## Exercise requirements
Set down the entries once more, exactly as given.

═════ Given records ═════

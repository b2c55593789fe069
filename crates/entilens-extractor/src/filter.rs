//! Label filtering
//!
//! The model reports every span it recognizes. Only spans whose label is in
//! the user's selection are displayed, in the order the model produced them.

use entilens_core::{EntityLabel, EntityOccurrence, LabelSelection, RawEntity};

/// Keep the raw spans whose label is selected
///
/// Labels outside the taxonomy can never be selected and are dropped.
/// Spans whose offsets do not fit in `text` are dropped with a warning.
pub fn filter_entities(
    text: &str,
    raw: &[RawEntity],
    selection: &LabelSelection,
) -> Vec<EntityOccurrence> {
    let char_count = text.chars().count();

    raw.iter()
        .filter_map(|entity| {
            let label = entity.label.parse::<EntityLabel>().ok()?;
            if !selection.contains(label) {
                return None;
            }
            if entity.start > entity.end || entity.end > char_count {
                tracing::warn!(
                    start = entity.start,
                    end = entity.end,
                    char_count,
                    label = %entity.label,
                    "Dropping entity with offsets outside the text"
                );
                return None;
            }
            Some(EntityOccurrence::new(
                entity.text.clone(),
                entity.start,
                entity.end,
                label,
            ))
        })
        .collect()
}

#[cfg(test)]
mod tests {
    use super::*;
    use proptest::prelude::*;

    const TEXT: &str = "Ada Lovelace met Charles Babbage in London in 1833.";

    fn sample_raw() -> Vec<RawEntity> {
        vec![
            RawEntity::new("Ada Lovelace", 0, 12, "PERSON"),
            RawEntity::new("Charles Babbage", 17, 32, "PERSON"),
            RawEntity::new("London", 36, 42, "GPE"),
            RawEntity::new("1833", 46, 50, "DATE"),
        ]
    }

    #[test]
    fn test_filter_keeps_selected_labels_in_model_order() {
        let selection = LabelSelection::from_labels([EntityLabel::Date, EntityLabel::Person]);
        let entities = filter_entities(TEXT, &sample_raw(), &selection);

        let texts: Vec<&str> = entities.iter().map(|e| e.text.as_str()).collect();
        assert_eq!(texts, vec!["Ada Lovelace", "Charles Babbage", "1833"]);
    }

    #[test]
    fn test_filter_all_and_none() {
        assert_eq!(
            filter_entities(TEXT, &sample_raw(), &LabelSelection::all()).len(),
            4
        );
        assert!(filter_entities(TEXT, &sample_raw(), &LabelSelection::none()).is_empty());
    }

    #[test]
    fn test_filter_drops_labels_outside_taxonomy() {
        let raw = vec![
            RawEntity::new("noon", 0, 4, "TIME"),
            RawEntity::new("first", 5, 10, "ORDINAL"),
        ];
        assert!(filter_entities("noon first", &raw, &LabelSelection::all()).is_empty());
    }

    #[test]
    fn test_filter_drops_out_of_range_spans() {
        let raw = vec![
            RawEntity::new("Paris", 0, 5, "GPE"),
            RawEntity::new("ghost", 4, 99, "GPE"),
            RawEntity::new("reversed", 3, 1, "GPE"),
        ];
        let entities = filter_entities("Paris", &raw, &LabelSelection::all());
        assert_eq!(entities.len(), 1);
        assert_eq!(entities[0].text, "Paris");
    }

    fn any_label() -> impl Strategy<Value = String> {
        prop_oneof![
            proptest::sample::select(EntityLabel::ALL.to_vec()).prop_map(|l| l.as_str().to_string()),
            Just("TIME".to_string()),
            Just("ORDINAL".to_string()),
            Just("FAC".to_string()),
        ]
    }

    fn any_raw(len: usize) -> impl Strategy<Value = RawEntity> {
        (0..=len, 0..=len, any_label()).prop_map(|(a, b, label)| {
            let (start, end) = if a <= b { (a, b) } else { (b, a) };
            RawEntity::new(format!("span{start}"), start, end, label)
        })
    }

    proptest! {
        #[test]
        fn prop_displayed_equals_selected_subset(
            raw in proptest::collection::vec(any_raw(40), 0..30),
            selected in proptest::sample::subsequence(EntityLabel::ALL.to_vec(), 0..=14),
        ) {
            let text = "x".repeat(40);
            let selection = LabelSelection::from_labels(selected);

            let displayed = filter_entities(&text, &raw, &selection);

            let expected: Vec<EntityOccurrence> = raw
                .iter()
                .filter_map(|r| {
                    let label = r.label.parse::<EntityLabel>().ok()?;
                    selection
                        .contains(label)
                        .then(|| EntityOccurrence::new(r.text.clone(), r.start, r.end, label))
                })
                .collect();

            prop_assert_eq!(displayed, expected);
        }
    }
}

═════

## Answer section
repository b2c55593789fe069
filename crates/entilens-extractor/src/filter.rs
//! Label filtering
//!
//! The model reports every span it recognizes. Only spans whose label is in
//! the user's selection are displayed, in the order the model produced them.

use entilens_core::{EntityLabel, EntityOccurrence, LabelSelection, RawEntity};

/// Keep the raw spans whose label is selected
///
/// Labels outside the taxonomy can never be selected and are dropped.
/// Spans whose offsets do not fit in `text` are dropped with a warning.
pub fn filter_entities(
    text: &str,
    raw: &[RawEntity],
    selection: &LabelSelection,
) -> Vec<EntityOccurrence> {
    let char_count = text.chars().count();

    raw.iter()
        .filter_map(|entity| {
            let label = entity.label.parse::<EntityLabel>().ok()?;
            if !selection.contains(label) {
                return None;
            }
            if entity.start > entity.end || entity.end > char_count {
                tracing::warn!(
                    start = entity.start,
                    end = entity.end,
                    char_count,
                    label = %entity.label,
                    "Dropping entity with offsets outside the text"
                );
                return None;
            }
            Some(EntityOccurrence::new(
                entity.text.clone(),
                entity.start,
                entity.end,
                label,
            ))
        })
        .collect()
}

#[cfg(test)]
mod tests {
    use super::*;
    use proptest::prelude::*;

    const TEXT: &str = "Ada Lovelace met Charles Babbage in London in 1833.";

    fn sample_raw() -> Vec<RawEntity> {
        vec![
            RawEntity::new("Ada Lovelace", 0, 12, "PERSON"),
            RawEntity::new("Charles Babbage", 17, 32, "PERSON"),
            RawEntity::new("London", 36, 42, "GPE"),
            RawEntity::new("1833", 46, 50, "DATE"),
        ]
    }

    #[test]
    fn test_filter_keeps_selected_labels_in_model_order() {
        let selection = LabelSelection::from_labels([EntityLabel::Date, EntityLabel::Person]);
        let entities = filter_entities(TEXT, &sample_raw(), &selection);

        let texts: Vec<&str> = entities.iter().map(|e| e.text.as_str()).collect();
        assert_eq!(texts, vec!["Ada Lovelace", "Charles Babbage", "1833"]);
    }

    #[test]
    fn test_filter_all_and_none() {
        assert_eq!(
            filter_entities(TEXT, &sample_raw(), &LabelSelection::all()).len(),
            4
        );
        assert!(filter_entities(TEXT, &sample_raw(), &LabelSelection::none()).is_empty());
    }

    #[test]
    fn test_filter_drops_labels_outside_taxonomy() {
        let raw = vec![
            RawEntity::new("noon", 0, 4, "TIME"),
            RawEntity::new("first", 5, 10, "ORDINAL"),
        ];
        assert!(filter_entities("noon first", &raw, &LabelSelection::all()).is_empty());
    }

    #[test]
    fn test_filter_drops_out_of_range_spans() {
        let raw = vec![
            RawEntity::new("Paris", 0, 5, "GPE"),
            RawEntity::new("ghost", 4, 99, "GPE"),
            RawEntity::new("reversed", 3, 1, "GPE"),
        ];
        let entities = filter_entities("Paris", &raw, &LabelSelection::all());
        assert_eq!(entities.len(), 1);
        assert_eq!(entities[0].text, "Paris");
    }

    fn any_label() -> impl Strategy<Value = String> {
        prop_oneof![
            proptest::sample::select(EntityLabel::ALL.to_vec()).prop_map(|l| l.as_str().to_string()),
            Just("TIME".to_string()),
            Just("ORDINAL".to_string()),
            Just("FAC".to_string()),
        ]
    }

    fn any_raw(len: usize) -> impl Strategy<Value = RawEntity> {
        (0..=len, 0..=len, any_label()).prop_map(|(a, b, label)| {
            let (start, end) = if a <= b { (a, b) } else { (b, a) };
            RawEntity::new(format!("span{start}"), start, end, label)
        })
    }

    proptest! {
        #[test]
        fn prop_displayed_equals_selected_subset(
            raw in proptest::collection::vec(any_raw(40), 0..30),
            selected in proptest::sample::subsequence(EntityLabel::ALL.to_vec(), 0..=14),
        ) {
            let text = "x".repeat(40);
            let selection = LabelSelection::from_labels(selected);

            let displayed = filter_entities(&text, &raw, &selection);

            let expected: Vec<EntityOccurrence> = raw
                .iter()
                .filter_map(|r| {
                    let label = r.label.parse::<EntityLabel>().ok()?;
                    selection
                        .contains(label)
                        .then(|| EntityOccurrence::new(r.text.clone(), r.start, r.end, label))
                })
                .collect();

            prop_assert_eq!(displayed, expected);
        }
    }
}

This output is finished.